The story of the city’s love affair with cars began back in 1897, when the first British-built production cars began to appear on the roads – and they were made in Coventry. In the process of filming the documentary, we unearthed rare archive of early car making in the city. But most exciting of all was filming Michael Flather, who owns the oldest regularly driven Daimler in Britain – it reaches a top speed of around 20mph. He said: “It brings a smile to people’s faces and everyone waves at you.”

But why did the car industry first develop there? For centuries Coventry had been a city of skilled weavers and watchmakers, but when those industries collapsed with the industrial revolution, their craftsmen found work in the new transport revolution that began with bicycles. In the 1890s there were 75 different cycle companies in the city. Some such as Humber, Rover and Singer would go on to make cars.

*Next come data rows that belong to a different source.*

//! Weighted portfolio returns with periodic rebalancing.
//!
//! At each rebalance boundary every asset's effective weight resets to its
//! target. With monthly data and monthly rebalancing this is simply the
//! target-weighted sum of the asset returns for every period. For coarser
//! rebalancing, weights drift between boundaries in proportion to each
//! asset's growth over the period.

use std::collections::BTreeMap;

use jiff::civil::Date;
use rustc_hash::{FxHashMap, FxHashSet};

use crate::date_math::Period;
use crate::error::{AggregateError, InsufficientDataError, WeightMismatchError};
use crate::model::{PortfolioReturnSeries, PortfolioWeights, ReturnPoint, ReturnSeries, Ticker};

/// How often weights are reset to their targets
pub type Rebalance = Period;

/// Inner-join the given series on date.
///
/// Returns the common dates in ascending order and, per series, the return
/// at each common date (same order as `series`). A date repeated within one
/// series keeps its last value.
#[must_use]
pub fn align(series: &[&ReturnSeries]) -> (Vec<Date>, Vec<Vec<f64>>) {
    let Some(first) = series.first() else {
        return (Vec::new(), Vec::new());
    };

    let lookups: Vec<FxHashMap<Date, f64>> = series
        .iter()
        .map(|s| s.points.iter().map(|p| (p.date, p.value)).collect())
        .collect();

    let mut seen = FxHashSet::default();
    let dates: Vec<Date> = first
        .points
        .iter()
        .map(|p| p.date)
        .filter(|d| seen.insert(*d) && lookups.iter().all(|m| m.contains_key(d)))
        .collect();

    let columns = lookups
        .iter()
        .map(|m| dates.iter().filter_map(|d| m.get(d).copied()).collect())
        .collect();

    (dates, columns)
}

/// Combine per-asset returns into a single rebalanced portfolio series.
///
/// Series for tickers without a weight are ignored. Every weighted ticker
/// must have a series.
pub fn aggregate(
    returns: &BTreeMap<Ticker, ReturnSeries>,
    weights: &PortfolioWeights,
    rebalance: Rebalance,
) -> Result<PortfolioReturnSeries, AggregateError> {
    let mut selected = Vec::with_capacity(weights.len());
    let mut targets = Vec::with_capacity(weights.len());
    for (ticker, weight) in weights.iter() {
        let series = returns
            .get(ticker)
            .ok_or_else(|| WeightMismatchError::MissingSeries(ticker.clone()))?;
        selected.push(series);
        targets.push(weight);
    }

    let (dates, columns) = align(&selected);
    if dates.is_empty() {
        return Err(InsufficientDataError {
            observations: 0,
            required: 1,
        }
        .into());
    }

    let mut effective = targets.clone();
    let mut points = Vec::with_capacity(dates.len());

    for (t, date) in dates.iter().enumerate() {
        if t == 0 || rebalance.crosses_boundary(dates[t - 1], *date) {
            effective.copy_from_slice(&targets);
        }

        let value = effective
            .iter()
            .zip(&columns)
            .fold(0.0, |acc, (w, col)| acc + w * col[t]);
        points.push(ReturnPoint { date: *date, value });

        drift(&mut effective, columns.iter().map(|col| col[t]));
    }

    tracing::debug!(
        assets = selected.len(),
        periods = points.len(),
        ?rebalance,
        "aggregated portfolio returns"
    );

    Ok(PortfolioReturnSeries { points })
}

/// Let weights drift with each asset's growth over one period.
fn drift(weights: &mut [f64], log_returns: impl Iterator<Item = f64>) {
    for (w, r) in weights.iter_mut().zip(log_returns) {
        *w *= r.exp();
    }
    let total: f64 = weights.iter().sum();
    if total > 0.0 {
        for w in weights.iter_mut() {
            *w /= total;
        }
    }
}
mod ids;
mod results;
mod series;
mod weights;

pub use ids::{SimulationId, Ticker};
pub use results::{
    DistributionParams, SimulationBatch, SimulationPath, SimulationSummary, SummaryEntry,
};
pub use series::{PortfolioReturnSeries, PricePoint, PriceSeries, ReturnPoint, ReturnSeries};
pub use weights::{PortfolioWeights, WEIGHT_TOLERANCE};
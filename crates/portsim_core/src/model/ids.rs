//! Identifiers for portfolio and simulation entities
//!
//! Each identifier has its own type so tickers and simulation ids cannot be
//! mixed up with plain strings or indices.

use std::fmt;

use serde::{Deserialize, Serialize};

/// Asset symbol as understood by the market-data source (e.g. `SPY`)
///
/// Symbols are trimmed and upper-cased on every construction path, including
/// deserialisation, so `spy` and `SPY` are the same ticker.
#[derive(Debug, Clone, PartialEq, Eq, PartialOrd, Ord, Hash, Serialize, Deserialize)]
#[serde(from = "String", into = "String")]
pub struct Ticker(pub String);

impl Ticker {
    /// Create a ticker, normalising to upper case
    #[must_use]
    pub fn new(symbol: impl AsRef<str>) -> Self {
        Self(symbol.as_ref().trim().to_ascii_uppercase())
    }

    #[must_use]
    pub fn as_str(&self) -> &str {
        &self.0
    }
}

impl fmt::Display for Ticker {
    fn fmt(&self, f: &mut fmt::Formatter<'_>) -> fmt::Result {
        f.write_str(&self.0)
    }
}

impl From<&str> for Ticker {
    fn from(s: &str) -> Self {
        Self::new(s)
    }
}

impl From<String> for Ticker {
    fn from(s: String) -> Self {
        Self::new(s)
    }
}

impl From<Ticker> for String {
    fn from(t: Ticker) -> Self {
        t.0
    }
}

/// Stable 1-based identifier of a simulated path within a batch.
///
/// Ids double as series/column names in rendered charts and tables.
#[derive(Debug, Clone, Copy, PartialEq, Eq, PartialOrd, Ord, Hash, Serialize, Deserialize)]
#[serde(transparent)]
pub struct SimulationId(pub u32);

impl fmt::Display for SimulationId {
    fn fmt(&self, f: &mut fmt::Formatter<'_>) -> fmt::Result {
        write!(f, "sim_{}", self.0)
    }
}
//! Target portfolio allocation

use std::collections::BTreeMap;

use serde::{Deserialize, Serialize};

use super::ids::Ticker;
use crate::error::WeightMismatchError;

/// Allowed deviation of the weight sum from 1.0
pub const WEIGHT_TOLERANCE: f64 = 1e-6;

/// Target weights per ticker.
///
/// Weights are non-negative (no shorting) and sum to 1.0 within
/// [`WEIGHT_TOLERANCE`]. Iteration order is by ticker.
#[derive(Debug, Clone, PartialEq, Serialize, Deserialize)]
#[serde(try_from = "BTreeMap<Ticker, f64>", into = "BTreeMap<Ticker, f64>")]
pub struct PortfolioWeights {
    weights: BTreeMap<Ticker, f64>,
}

impl PortfolioWeights {
    /// Validate weights expressed as fractions of 1.0.
    pub fn new(
        weights: impl IntoIterator<Item = (Ticker, f64)>,
    ) -> Result<Self, WeightMismatchError> {
        let mut map = BTreeMap::new();
        for (ticker, weight) in weights {
            if !weight.is_finite() {
                return Err(WeightMismatchError::NonFiniteWeight { ticker });
            }
            if weight < 0.0 {
                return Err(WeightMismatchError::NegativeWeight { ticker, weight });
            }
            if map.contains_key(&ticker) {
                return Err(WeightMismatchError::DuplicateTicker(ticker));
            }
            map.insert(ticker, weight);
        }

        if map.is_empty() {
            return Err(WeightMismatchError::EmptyPortfolio);
        }

        let sum: f64 = map.values().sum();
        if (sum - 1.0).abs() > WEIGHT_TOLERANCE {
            return Err(WeightMismatchError::SumMismatch {
                sum,
                tolerance: WEIGHT_TOLERANCE,
            });
        }

        Ok(Self { weights: map })
    }

    /// Validate weights expressed as percentages summing to 100.
    pub fn from_percentages(
        weights: impl IntoIterator<Item = (Ticker, f64)>,
    ) -> Result<Self, WeightMismatchError> {
        Self::new(weights.into_iter().map(|(t, pct)| (t, pct / 100.0)))
    }

    /// Single asset holding the whole portfolio
    #[must_use]
    pub fn single(ticker: Ticker) -> Self {
        Self {
            weights: BTreeMap::from([(ticker, 1.0)]),
        }
    }

    #[must_use]
    pub fn get(&self, ticker: &Ticker) -> Option<f64> {
        self.weights.get(ticker).copied()
    }

    pub fn iter(&self) -> impl Iterator<Item = (&Ticker, f64)> {
        self.weights.iter().map(|(t, w)| (t, *w))
    }

    pub fn tickers(&self) -> impl Iterator<Item = &Ticker> {
        self.weights.keys()
    }

    #[must_use]
    pub fn len(&self) -> usize {
        self.weights.len()
    }

    #[must_use]
    pub fn is_empty(&self) -> bool {
        self.weights.is_empty()
    }
}

impl TryFrom<BTreeMap<Ticker, f64>> for PortfolioWeights {
    type Error = WeightMismatchError;

    fn try_from(map: BTreeMap<Ticker, f64>) -> Result<Self, Self::Error> {
        Self::new(map)
    }
}

impl From<PortfolioWeights> for BTreeMap<Ticker, f64> {
    fn from(w: PortfolioWeights) -> Self {
        w.weights
    }
}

But only one car manufacturer actually began as a family of Coventry weavers: Riley, a company that was once famous for its beautifully crafted sports cars. Today its
story is told by Victor Riley who, now in his mid-80s, is the oldest surviving member of Coventry’s greatest car manufacturing dynasty. He’s spent many years collecting old artefacts, photographs and documents to create the Riley Archives. Victor remembers how in the early days it was truly a family business: “Alan made the bodies, Percy made the engines, Stanley designed the chassis and Ted did a multiplicity of tasks, helping out wherever father put him.”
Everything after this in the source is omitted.